In the Heat Of The Night was written by Stirling Silliphant (based on a novel by John Ball) and directed by Norman Jewison. It’s a 1967 murder mystery starring Sidney Poitier. For having such a complicated plot, it has a natural simplicity about it. A large part of this is made possible by establishing 2 strong key characters in a relatively straightforward situation. A town full of racism has a murder that needs to be solved, and Virgil Tibbs (Sidney Poitier) who just happens to be a top notch homicide detective from out of town, is the only hope for truthfully finding out who did it.

Ivo has us watching this movie for Directing class, and I can understand why. The plot twists and turns like crazy, and each new direction is spurred by a characters actions. Here’s a quick outline, just to give you an idea of what we are dealing with here:

  • Virgil is the first suspect in the murder – based on race alone
  • Virgil is revealed as a Police Officer from out of town, and is released immediately
  • The police bring in a new suspect, and with one look, Virgil proves them wrong.
  • Police chief Gillespie is frustrated and tries to make Virgil leave
  • Colbert’s widow see’s Virgil’s potential and requests (demands) that he stay on the investigation.
  • Virgil follows a lead, and in the process has to stand up for himself against racism. Gillespie doesn’t like the drama this causes and tries to make Virgil leave
  • Virgil is too invested into the case to leave, so he insists on staying to finish the job
  • Chief Gillespie’s new suspect is one of his own officers, but Virgil proves him wrong yet again
  • Gillespie gives Virgil 1 last night to finish the investigation. Virgil follows his last lead and ends up with a confession. Case solved
As you can see, both the characters Virgil and Gillespie change their motives practically every bullet point listed above. One minute Gillespie wants Virgil to leave town, and the next he needs him. Virgil wants to leave and then he is too stubborn to leave. Somehow this dance continues for the whole 109 minutes of film.  And yet I call them strong characters.
These characters are obviously deeper than what I’ve described on the surface. One scene that illustrates this well is when Virgil is being attacked by 4 locals. He puts on a brave performance, but you can see he is scared. Then Gillespie steps in and chases the attackers away. On the surface Gillespie is more of a racist than any of the 4, but when it really comes down to it in this scene, he knows what is right and acts upon it.
In terms of structure, the screenplay follows a pattern throughout. Basically, Gillespie (and his small town police force) jumps on any opportunity to blame someone for the murder and claim they’ve solved it.

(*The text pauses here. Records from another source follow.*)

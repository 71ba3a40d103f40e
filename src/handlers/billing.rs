use std::io::{BufRead, Write};

use log::debug;

use crate::db::BookingStore;
use crate::errors::{BillingError, ConsoleError};
use crate::handlers::report_refusal;
use crate::prompt::Prompt;

fn refuse<R: BufRead, W: Write>(
    prompt: &mut Prompt<R, W>,
    e: BillingError,
) -> Result<(), ConsoleError> {
    report_refusal(prompt, e.kind(), e.to_string())
}

pub fn billing<R: BufRead, W: Write>(
    store: &BookingStore,
    prompt: &mut Prompt<R, W>,
) -> Result<(), ConsoleError> {
    if store.is_empty() {
        return refuse(prompt, BillingError::NoBookingsExist);
    }

    let hotel_name = prompt.ask("Enter hotel name for billing: ")?;
    if store.find_hotel(&hotel_name).is_none() {
        return refuse(prompt, BillingError::HotelNotFound);
    }

    let room_number = prompt.ask_parsed("Enter room number for billing: ", "room number")?;
    match store.compute_bill(&hotel_name, room_number) {
        Ok(bill) => {
            debug!(
                "{} nights at {} per night in {hotel_name}",
                bill.nights, bill.price_per_night
            );
            prompt.say(format!(
                "Total cost for {} nights in room {} of {} is {}.",
                bill.nights, room_number, hotel_name, bill.total
            ))
        }
        Err(e) => refuse(prompt, e),
    }
}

Virgil Tibbs, on the other hand, needs concrete proof before making such accusations, so he ends up proving Gillespie wrong time and time again. There is a string of dialogue 01:23 minutes in that really captures this conflict:
Gillespie – “I know Colbert cut a cheque for $900, I know Sam made a big cash deposit, I know you caught Sam in a lie, and I know that’s enough for me.”
Tibbs – (chuckles)…”Well you’re making a mistake”
Simple, but ultimately it gives you the whole movie. Add some racism in there, and you can piece together the rest. Great film, and a true example of how a complicated story can be broken down into simple elements and viewed as such.